### [Study material]

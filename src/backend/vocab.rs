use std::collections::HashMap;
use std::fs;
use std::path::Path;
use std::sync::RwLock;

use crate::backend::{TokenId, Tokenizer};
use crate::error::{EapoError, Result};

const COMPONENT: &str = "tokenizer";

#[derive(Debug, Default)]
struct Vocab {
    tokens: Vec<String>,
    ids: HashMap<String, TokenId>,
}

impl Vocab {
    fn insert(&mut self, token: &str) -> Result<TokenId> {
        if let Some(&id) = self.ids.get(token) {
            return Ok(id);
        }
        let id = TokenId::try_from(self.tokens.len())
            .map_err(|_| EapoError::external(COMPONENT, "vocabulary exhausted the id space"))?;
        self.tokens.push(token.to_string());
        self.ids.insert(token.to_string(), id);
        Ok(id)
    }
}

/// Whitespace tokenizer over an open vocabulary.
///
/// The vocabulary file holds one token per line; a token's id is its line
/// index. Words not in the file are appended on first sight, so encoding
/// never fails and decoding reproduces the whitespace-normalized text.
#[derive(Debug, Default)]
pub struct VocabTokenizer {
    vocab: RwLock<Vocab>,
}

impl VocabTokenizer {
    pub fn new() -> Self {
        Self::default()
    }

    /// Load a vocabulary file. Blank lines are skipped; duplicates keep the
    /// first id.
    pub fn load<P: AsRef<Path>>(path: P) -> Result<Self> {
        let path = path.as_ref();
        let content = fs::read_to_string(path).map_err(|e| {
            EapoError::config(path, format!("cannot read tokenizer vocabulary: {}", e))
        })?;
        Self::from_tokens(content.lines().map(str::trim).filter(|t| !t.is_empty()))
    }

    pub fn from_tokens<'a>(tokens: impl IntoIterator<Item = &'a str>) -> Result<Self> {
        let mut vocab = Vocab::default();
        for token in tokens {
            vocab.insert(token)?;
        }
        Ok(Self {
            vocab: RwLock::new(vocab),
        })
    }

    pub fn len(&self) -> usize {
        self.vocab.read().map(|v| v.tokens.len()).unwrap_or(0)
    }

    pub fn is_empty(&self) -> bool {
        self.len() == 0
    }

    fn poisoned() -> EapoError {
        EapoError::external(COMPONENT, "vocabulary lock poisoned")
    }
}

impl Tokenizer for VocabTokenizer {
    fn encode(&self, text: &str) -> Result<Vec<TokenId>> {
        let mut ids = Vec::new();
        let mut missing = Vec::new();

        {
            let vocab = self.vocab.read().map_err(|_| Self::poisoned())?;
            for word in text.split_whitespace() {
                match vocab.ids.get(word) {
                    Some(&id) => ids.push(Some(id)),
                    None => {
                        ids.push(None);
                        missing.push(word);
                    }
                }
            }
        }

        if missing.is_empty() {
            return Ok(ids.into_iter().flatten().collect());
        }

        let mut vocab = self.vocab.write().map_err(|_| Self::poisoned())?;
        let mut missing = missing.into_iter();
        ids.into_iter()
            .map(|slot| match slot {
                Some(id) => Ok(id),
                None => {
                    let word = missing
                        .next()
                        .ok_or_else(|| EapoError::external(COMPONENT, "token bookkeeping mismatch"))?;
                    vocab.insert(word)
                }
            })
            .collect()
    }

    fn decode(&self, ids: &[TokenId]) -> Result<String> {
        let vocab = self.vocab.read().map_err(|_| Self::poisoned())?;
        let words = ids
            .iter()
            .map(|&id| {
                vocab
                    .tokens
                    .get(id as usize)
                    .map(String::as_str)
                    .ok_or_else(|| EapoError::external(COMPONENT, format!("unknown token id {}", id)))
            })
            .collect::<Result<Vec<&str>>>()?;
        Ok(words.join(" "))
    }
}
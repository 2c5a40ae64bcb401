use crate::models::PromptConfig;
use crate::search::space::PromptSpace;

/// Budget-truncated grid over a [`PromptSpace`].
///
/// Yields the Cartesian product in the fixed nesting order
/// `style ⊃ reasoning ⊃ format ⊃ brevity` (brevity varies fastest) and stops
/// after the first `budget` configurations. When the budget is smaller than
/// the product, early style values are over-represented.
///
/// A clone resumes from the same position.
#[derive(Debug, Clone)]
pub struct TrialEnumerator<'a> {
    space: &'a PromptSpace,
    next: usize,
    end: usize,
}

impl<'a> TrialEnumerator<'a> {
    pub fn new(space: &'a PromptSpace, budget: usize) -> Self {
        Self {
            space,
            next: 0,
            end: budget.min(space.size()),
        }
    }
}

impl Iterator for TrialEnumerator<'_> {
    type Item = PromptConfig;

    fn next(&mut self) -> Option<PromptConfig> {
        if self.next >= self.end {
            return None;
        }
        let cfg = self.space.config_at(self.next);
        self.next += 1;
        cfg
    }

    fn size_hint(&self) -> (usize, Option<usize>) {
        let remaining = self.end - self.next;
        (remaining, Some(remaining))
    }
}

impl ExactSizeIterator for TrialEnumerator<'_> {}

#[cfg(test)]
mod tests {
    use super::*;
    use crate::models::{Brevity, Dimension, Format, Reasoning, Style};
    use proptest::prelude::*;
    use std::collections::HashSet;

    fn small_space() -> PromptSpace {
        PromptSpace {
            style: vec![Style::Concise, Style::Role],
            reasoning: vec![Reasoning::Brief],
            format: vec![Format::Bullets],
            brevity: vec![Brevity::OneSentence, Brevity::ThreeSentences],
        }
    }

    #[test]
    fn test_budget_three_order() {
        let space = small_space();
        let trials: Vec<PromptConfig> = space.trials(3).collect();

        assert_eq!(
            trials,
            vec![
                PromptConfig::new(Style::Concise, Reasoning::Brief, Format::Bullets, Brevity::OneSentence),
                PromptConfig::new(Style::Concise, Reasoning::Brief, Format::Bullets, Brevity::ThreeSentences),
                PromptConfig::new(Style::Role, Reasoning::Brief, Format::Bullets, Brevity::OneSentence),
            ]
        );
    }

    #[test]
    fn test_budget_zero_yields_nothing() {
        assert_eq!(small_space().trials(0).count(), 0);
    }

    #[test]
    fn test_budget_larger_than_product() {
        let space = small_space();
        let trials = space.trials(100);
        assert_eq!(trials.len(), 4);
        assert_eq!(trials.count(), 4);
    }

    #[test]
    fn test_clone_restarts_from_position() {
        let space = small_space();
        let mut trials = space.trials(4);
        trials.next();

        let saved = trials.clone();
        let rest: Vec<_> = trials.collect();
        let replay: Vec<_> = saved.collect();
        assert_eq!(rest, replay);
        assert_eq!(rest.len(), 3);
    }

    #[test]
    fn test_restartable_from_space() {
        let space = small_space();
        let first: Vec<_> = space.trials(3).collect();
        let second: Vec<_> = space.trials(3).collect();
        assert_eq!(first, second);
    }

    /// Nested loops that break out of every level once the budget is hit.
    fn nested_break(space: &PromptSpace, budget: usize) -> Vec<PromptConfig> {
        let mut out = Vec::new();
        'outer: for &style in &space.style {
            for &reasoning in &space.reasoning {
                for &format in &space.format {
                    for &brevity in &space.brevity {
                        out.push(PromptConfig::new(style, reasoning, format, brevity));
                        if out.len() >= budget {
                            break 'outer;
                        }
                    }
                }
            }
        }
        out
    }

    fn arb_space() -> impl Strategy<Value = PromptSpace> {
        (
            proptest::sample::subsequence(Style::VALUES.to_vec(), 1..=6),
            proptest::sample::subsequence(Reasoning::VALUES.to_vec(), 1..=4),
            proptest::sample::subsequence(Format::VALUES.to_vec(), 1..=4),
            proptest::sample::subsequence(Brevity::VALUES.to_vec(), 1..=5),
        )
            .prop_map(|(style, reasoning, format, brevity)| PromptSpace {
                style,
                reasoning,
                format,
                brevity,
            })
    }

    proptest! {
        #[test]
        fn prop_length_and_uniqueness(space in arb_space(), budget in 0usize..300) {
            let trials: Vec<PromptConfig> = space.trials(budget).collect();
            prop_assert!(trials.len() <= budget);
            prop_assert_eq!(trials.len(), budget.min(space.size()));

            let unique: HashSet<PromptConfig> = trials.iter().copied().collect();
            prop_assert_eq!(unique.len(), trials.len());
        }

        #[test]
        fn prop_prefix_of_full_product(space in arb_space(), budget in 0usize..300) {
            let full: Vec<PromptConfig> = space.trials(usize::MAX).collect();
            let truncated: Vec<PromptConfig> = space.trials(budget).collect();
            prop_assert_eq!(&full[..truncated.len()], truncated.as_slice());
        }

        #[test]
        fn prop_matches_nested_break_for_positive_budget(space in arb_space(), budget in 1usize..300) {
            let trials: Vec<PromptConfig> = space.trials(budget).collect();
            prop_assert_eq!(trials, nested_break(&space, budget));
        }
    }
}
* * *
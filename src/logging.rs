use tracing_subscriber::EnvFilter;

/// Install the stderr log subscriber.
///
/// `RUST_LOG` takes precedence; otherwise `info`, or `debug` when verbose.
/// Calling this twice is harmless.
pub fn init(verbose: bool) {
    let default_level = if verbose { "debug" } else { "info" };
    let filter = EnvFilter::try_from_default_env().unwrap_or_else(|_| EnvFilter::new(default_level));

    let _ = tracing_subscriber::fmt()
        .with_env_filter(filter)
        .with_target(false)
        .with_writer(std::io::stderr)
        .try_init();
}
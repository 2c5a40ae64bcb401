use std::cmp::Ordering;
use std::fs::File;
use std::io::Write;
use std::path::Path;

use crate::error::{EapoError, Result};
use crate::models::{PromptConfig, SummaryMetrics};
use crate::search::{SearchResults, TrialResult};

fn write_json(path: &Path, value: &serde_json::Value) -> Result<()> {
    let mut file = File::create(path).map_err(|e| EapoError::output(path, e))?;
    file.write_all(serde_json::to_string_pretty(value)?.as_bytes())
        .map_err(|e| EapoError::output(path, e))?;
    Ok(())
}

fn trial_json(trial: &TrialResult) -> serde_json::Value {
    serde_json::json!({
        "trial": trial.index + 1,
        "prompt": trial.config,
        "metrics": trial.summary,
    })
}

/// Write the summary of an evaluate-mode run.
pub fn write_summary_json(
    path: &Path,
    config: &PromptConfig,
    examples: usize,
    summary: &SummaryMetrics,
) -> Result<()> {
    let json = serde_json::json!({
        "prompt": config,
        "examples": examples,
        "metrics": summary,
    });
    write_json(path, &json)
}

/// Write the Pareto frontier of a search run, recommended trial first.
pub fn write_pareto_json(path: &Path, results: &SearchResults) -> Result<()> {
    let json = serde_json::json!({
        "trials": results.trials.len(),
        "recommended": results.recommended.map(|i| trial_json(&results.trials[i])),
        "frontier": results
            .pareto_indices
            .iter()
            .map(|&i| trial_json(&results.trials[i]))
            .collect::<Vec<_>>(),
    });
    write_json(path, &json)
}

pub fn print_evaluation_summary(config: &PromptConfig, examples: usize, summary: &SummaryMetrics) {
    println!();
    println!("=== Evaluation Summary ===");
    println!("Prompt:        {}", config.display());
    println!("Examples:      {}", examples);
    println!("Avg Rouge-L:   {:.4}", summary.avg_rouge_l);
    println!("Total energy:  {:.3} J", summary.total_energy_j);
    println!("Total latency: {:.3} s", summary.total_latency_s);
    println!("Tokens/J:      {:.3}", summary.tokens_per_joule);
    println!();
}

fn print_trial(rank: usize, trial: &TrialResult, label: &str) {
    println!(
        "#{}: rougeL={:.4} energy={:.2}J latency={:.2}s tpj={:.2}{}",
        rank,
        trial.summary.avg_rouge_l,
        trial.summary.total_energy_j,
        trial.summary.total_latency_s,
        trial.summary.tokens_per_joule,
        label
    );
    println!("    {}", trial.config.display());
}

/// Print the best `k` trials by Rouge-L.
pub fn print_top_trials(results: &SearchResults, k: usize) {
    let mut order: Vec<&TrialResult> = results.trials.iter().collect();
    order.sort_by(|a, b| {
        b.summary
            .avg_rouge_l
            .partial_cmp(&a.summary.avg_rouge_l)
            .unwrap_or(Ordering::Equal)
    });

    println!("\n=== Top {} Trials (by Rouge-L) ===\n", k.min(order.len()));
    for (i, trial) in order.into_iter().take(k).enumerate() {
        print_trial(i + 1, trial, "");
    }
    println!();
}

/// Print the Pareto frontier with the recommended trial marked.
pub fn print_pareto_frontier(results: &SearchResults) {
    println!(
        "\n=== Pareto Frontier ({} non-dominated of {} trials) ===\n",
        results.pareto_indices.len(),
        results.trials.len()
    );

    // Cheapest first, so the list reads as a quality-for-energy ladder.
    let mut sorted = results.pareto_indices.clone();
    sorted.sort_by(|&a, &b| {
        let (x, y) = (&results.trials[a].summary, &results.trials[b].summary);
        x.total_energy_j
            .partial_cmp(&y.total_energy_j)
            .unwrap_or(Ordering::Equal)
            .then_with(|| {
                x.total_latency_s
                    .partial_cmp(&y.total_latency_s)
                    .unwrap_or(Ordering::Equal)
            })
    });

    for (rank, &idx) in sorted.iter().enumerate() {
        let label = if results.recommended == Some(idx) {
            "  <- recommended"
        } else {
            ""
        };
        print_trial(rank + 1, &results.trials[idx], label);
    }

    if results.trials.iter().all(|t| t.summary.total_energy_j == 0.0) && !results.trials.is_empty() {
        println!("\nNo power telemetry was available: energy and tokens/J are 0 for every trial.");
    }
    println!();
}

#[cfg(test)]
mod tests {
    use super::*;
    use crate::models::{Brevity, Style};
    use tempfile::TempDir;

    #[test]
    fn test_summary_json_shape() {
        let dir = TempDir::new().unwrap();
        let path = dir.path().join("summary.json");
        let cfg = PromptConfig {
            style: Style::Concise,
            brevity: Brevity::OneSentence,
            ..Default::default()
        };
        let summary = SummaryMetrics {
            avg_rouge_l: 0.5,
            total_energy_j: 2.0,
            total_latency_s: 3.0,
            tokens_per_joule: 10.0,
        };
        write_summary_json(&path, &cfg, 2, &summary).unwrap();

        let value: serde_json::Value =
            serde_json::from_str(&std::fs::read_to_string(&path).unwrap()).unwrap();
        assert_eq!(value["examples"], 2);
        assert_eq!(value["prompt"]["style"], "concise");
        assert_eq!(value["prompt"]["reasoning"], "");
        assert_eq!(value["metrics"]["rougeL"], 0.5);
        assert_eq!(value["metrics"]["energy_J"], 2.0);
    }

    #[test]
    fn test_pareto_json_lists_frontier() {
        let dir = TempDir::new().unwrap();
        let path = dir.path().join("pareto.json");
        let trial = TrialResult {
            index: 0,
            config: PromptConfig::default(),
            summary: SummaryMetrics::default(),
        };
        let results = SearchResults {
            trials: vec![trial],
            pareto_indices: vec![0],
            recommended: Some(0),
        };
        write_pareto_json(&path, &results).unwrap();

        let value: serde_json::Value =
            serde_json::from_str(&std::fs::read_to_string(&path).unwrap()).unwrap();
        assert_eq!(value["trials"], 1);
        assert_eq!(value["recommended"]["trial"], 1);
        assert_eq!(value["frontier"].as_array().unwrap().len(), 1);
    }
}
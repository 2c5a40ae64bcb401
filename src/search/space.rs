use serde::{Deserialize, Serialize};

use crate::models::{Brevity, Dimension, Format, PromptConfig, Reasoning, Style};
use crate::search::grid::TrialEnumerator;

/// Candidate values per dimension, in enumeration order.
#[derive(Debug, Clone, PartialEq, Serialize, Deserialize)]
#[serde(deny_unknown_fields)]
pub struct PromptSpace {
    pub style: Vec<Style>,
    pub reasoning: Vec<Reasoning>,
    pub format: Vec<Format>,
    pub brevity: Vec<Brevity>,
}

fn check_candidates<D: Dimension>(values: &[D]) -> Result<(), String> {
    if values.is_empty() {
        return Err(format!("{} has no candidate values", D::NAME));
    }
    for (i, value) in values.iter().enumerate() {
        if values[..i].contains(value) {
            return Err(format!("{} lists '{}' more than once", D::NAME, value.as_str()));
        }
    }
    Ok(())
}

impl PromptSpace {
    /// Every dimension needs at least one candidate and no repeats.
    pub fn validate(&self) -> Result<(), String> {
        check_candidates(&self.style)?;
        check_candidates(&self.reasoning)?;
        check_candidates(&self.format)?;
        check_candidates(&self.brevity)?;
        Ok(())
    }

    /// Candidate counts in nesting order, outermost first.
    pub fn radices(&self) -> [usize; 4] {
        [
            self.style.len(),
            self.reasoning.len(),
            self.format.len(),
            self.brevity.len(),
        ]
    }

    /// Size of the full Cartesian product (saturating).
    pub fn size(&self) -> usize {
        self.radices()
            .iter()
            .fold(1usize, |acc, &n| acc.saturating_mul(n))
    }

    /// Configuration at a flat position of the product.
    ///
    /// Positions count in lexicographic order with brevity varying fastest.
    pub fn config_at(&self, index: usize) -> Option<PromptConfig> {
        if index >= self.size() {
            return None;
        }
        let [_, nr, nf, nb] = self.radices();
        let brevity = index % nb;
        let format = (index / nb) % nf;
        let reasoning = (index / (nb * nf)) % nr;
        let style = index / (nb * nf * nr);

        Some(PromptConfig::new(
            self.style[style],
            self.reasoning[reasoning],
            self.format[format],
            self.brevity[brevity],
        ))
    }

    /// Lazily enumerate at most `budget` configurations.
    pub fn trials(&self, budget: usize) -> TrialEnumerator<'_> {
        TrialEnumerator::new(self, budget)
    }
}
==
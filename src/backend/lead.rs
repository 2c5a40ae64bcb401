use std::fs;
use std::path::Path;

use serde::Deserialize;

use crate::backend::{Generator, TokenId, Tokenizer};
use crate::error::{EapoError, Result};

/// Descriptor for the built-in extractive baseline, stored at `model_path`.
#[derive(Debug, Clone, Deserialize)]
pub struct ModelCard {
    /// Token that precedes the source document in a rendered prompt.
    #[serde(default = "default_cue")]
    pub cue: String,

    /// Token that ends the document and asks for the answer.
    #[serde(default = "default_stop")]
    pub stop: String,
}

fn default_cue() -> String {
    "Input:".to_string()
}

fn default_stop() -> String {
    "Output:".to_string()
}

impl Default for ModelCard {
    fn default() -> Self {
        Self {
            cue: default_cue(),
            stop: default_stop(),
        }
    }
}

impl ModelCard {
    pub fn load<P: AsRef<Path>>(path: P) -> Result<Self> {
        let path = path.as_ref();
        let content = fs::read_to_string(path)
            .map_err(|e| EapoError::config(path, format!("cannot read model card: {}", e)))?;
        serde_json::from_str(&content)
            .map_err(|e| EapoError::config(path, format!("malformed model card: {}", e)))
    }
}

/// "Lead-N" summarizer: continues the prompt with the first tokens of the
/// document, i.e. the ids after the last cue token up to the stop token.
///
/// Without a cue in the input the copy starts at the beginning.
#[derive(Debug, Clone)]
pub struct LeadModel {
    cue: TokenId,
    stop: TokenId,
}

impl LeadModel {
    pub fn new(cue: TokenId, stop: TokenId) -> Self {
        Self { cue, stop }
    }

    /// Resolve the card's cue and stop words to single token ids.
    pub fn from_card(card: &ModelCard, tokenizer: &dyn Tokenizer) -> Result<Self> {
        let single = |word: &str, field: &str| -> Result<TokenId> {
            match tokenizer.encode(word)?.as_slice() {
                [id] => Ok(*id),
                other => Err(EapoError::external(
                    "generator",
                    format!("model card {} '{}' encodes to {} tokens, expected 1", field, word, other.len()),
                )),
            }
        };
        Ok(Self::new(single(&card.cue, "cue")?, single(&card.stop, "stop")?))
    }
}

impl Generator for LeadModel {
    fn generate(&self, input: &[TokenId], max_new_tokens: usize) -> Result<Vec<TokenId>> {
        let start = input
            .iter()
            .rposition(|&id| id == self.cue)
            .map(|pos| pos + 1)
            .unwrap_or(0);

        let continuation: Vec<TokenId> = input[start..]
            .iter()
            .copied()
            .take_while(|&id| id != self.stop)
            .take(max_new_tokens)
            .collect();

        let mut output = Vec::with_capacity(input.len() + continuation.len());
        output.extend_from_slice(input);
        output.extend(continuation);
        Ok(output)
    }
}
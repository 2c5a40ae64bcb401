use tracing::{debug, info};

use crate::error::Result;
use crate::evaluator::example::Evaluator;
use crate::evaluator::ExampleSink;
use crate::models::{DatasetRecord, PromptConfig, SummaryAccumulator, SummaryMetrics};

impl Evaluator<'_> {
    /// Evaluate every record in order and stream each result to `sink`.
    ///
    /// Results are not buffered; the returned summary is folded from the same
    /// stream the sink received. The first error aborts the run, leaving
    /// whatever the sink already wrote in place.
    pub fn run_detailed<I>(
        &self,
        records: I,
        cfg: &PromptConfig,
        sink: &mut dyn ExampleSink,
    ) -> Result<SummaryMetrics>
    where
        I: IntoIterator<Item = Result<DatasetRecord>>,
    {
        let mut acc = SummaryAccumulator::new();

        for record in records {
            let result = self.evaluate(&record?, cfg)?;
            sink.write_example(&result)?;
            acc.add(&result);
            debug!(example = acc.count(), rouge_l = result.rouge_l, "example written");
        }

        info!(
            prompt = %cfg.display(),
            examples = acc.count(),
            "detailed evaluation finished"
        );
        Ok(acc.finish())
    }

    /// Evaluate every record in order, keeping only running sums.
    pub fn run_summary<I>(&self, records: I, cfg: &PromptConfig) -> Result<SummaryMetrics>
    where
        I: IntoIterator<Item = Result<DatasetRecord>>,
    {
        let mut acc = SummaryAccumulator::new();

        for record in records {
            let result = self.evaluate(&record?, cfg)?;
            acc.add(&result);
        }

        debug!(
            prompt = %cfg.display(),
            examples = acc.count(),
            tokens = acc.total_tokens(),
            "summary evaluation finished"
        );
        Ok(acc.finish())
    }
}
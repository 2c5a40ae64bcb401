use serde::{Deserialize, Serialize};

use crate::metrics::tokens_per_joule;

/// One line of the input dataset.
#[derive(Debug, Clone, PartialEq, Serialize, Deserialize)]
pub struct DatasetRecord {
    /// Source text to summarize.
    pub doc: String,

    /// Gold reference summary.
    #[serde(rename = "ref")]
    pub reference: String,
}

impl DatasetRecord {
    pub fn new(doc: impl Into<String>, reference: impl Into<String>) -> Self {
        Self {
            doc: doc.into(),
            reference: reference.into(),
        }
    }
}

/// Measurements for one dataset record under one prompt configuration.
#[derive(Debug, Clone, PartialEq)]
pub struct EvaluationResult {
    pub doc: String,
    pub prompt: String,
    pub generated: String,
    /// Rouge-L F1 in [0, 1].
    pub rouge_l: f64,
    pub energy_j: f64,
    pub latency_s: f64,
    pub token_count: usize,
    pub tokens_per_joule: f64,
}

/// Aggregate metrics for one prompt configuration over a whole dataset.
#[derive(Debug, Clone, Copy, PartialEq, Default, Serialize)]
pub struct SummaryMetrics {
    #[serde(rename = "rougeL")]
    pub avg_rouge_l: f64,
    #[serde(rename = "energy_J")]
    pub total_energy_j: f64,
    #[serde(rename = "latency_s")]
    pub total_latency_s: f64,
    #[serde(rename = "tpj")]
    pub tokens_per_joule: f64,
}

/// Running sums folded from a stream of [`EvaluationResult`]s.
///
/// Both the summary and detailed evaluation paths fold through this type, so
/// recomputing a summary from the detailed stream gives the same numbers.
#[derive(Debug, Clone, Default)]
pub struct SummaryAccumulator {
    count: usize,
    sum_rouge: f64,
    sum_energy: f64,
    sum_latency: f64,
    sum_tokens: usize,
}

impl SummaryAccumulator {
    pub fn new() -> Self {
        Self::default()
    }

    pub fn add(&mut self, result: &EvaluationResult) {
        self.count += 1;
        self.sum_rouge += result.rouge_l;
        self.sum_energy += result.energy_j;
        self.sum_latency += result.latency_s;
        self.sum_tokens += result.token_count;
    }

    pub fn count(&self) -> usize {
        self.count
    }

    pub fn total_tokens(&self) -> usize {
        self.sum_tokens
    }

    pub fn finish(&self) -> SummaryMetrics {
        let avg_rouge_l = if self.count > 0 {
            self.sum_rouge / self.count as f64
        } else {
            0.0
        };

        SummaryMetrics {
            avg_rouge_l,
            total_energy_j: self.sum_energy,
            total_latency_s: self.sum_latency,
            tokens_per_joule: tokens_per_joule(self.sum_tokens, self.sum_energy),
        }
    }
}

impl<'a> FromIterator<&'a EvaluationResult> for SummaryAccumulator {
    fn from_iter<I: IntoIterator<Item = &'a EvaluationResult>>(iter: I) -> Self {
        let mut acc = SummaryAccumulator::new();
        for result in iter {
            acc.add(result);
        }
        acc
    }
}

### [What is being asked]
Could you count the lines in the entries that hold the word "collections"? Only the number is wanted.

### [Written answer]
2